The sun did not forget to shine, nor the moon to keep her appointment with the throbbing stars that signalled all along her circuit. Men whistled, children laughed; the train thundered through tunnels, and flew across golden stubble fields, where grain shocks and hay stacks crowded like tents of the God of plenty, in the Autumnal bivouac; and throughout the long days and dreary lagging nights. Beryl was fully conscious of a ceaseless surveillance, of an ever-present shadow, which was tall and gaunt, wore a drab overcoat and slouched hat, and was redolent of tobacco. As silent as two mummies in the crypts of Karnac they sat side by side; and twice when the officer touched her arm and asked if she would take some refreshments, she merely shook her head, and tightened the folds of her veil; shrinking closer to the window against which she leaned. Not until they approached X—-, and she recognized some features of the landscape, were her lips unsealed:
"What persons are responsible for my arrest?"
"Our District Solicitor, Mr. Churchill, and Mr. Dunbar, the lawyer, who made the affidavit under which the warrant was issued. I am only a deputy, acting under orders from the sheriff."
"You are taking me to prison?"
"Perhaps not; it depends on the result of the preliminary examination, and you may be allowed bail."
A ray of hope silvered the shrouding gloom; there was a possibility of escaping the stain of incarceration.
"When will the examination take place?"
"About noon to-day. You will have time to eat something and freshen up a little. Here we are.
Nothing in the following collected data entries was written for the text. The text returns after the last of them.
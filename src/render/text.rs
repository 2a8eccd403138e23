// src/render/text.rs
use std::fmt::Write;

use super::plan::{Block, RenderPlan};

pub const TEXT_HEADING: &str = "Extracted Content";

/// Terminal rendering of a plan, used by the headless `process` command
pub fn render_text(plan: &RenderPlan) -> String {
    let mut out = String::new();
    match plan {
        RenderPlan::TaskList(_) | RenderPlan::ItemList(_) => {
            for block in plan.blocks() {
                write_block(&mut out, block);
            }
        }
        RenderPlan::TextBlock(text) => {
            let _ = writeln!(out, "=== {} ===", TEXT_HEADING);
            let _ = writeln!(out, "{}", text);
        }
        RenderPlan::RawJson(json) => {
            let _ = writeln!(out, "{}", json);
        }
        RenderPlan::PlainValue(value) => {
            let _ = writeln!(out, "{}", value);
        }
    }
    out
}

fn write_block(out: &mut String, block: &Block) {
    let _ = writeln!(out, "[{}]", block.title);
    for line in &block.lines {
        let _ = writeln!(out, "  {}", line);
    }
}
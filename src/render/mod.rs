// src/render/mod.rs
pub mod export;
pub mod plan;
pub mod text;
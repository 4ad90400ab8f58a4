//! SQLite connection handling and schema initialization.

use chrono::{DateTime, Utc};
use rusqlite::{Connection, Result as SqliteResult};
use std::path::Path;
use std::sync::Mutex;

pub struct Database {
    pub(crate) conn: Mutex<Connection>,
}

impl Database {
    /// Open (or create) the database file and make sure the schema exists.
    pub fn new(database_path: &str) -> SqliteResult<Self> {
        if let Some(parent) = Path::new(database_path).parent() {
            if !parent.as_os_str().is_empty() {
                std::fs::create_dir_all(parent).ok();
            }
        }

        let conn = Connection::open(database_path)?;
        let db = Self {
            conn: Mutex::new(conn),
        };
        db.init_schema()?;
        Ok(db)
    }

    fn init_schema(&self) -> SqliteResult<()> {
        let conn = self.conn.lock().unwrap();
        conn.execute_batch(
            "CREATE TABLE IF NOT EXISTS bots (
                id INTEGER PRIMARY KEY AUTOINCREMENT,
                name TEXT NOT NULL UNIQUE,
                token TEXT NOT NULL UNIQUE,
                description TEXT,
                is_active INTEGER NOT NULL DEFAULT 0,
                status TEXT NOT NULL DEFAULT 'stopped',
                webhook_url TEXT,
                created_at TEXT NOT NULL,
                updated_at TEXT NOT NULL,
                started_at TEXT
            );

            CREATE TABLE IF NOT EXISTS admin_logs (
                id INTEGER PRIMARY KEY AUTOINCREMENT,
                username TEXT NOT NULL,
                action TEXT NOT NULL,
                details TEXT,
                ip_address TEXT,
                created_at TEXT NOT NULL
            );

            CREATE TABLE IF NOT EXISTS auth_sessions (
                id INTEGER PRIMARY KEY AUTOINCREMENT,
                token TEXT NOT NULL UNIQUE,
                username TEXT NOT NULL,
                created_at TEXT NOT NULL,
                expires_at TEXT NOT NULL
            );

            -- Defined for periodic samplers; nothing in the core writes here.
            CREATE TABLE IF NOT EXISTS system_stats (
                id INTEGER PRIMARY KEY AUTOINCREMENT,
                cpu_usage INTEGER NOT NULL DEFAULT 0,
                memory_usage INTEGER NOT NULL DEFAULT 0,
                active_bots INTEGER NOT NULL DEFAULT 0,
                total_bots INTEGER NOT NULL DEFAULT 0,
                recorded_at TEXT NOT NULL
            );

            CREATE INDEX IF NOT EXISTS idx_bots_name ON bots(name);
            CREATE INDEX IF NOT EXISTS idx_admin_logs_created ON admin_logs(created_at);
            CREATE INDEX IF NOT EXISTS idx_auth_sessions_token ON auth_sessions(token);",
        )
    }
}

/// Parse an RFC 3339 timestamp stored as TEXT.
pub(crate) fn parse_timestamp(s: &str) -> DateTime<Utc> {
    DateTime::parse_from_rfc3339(s)
        .unwrap()
        .with_timezone(&Utc)
}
What a crowd to welcome us! Don't stir. We will just wait a while, and I will get you into a carriage as quietly as possible."
He whispered some directions to the conductor of the train, and standing in the aisle with his arm across the seat, screened her from the gaze of a motley crew of men and boys who rushed in to stare at the prisoner, whose arrival had been impatiently expected. On the railway platform and about the station house surged a sea of human heads, straining now in the direction of the first passenger coach; and when in answer to some question, the conductor pointed to the sleeping car which was at the rear of the train, the mass swayed down the track.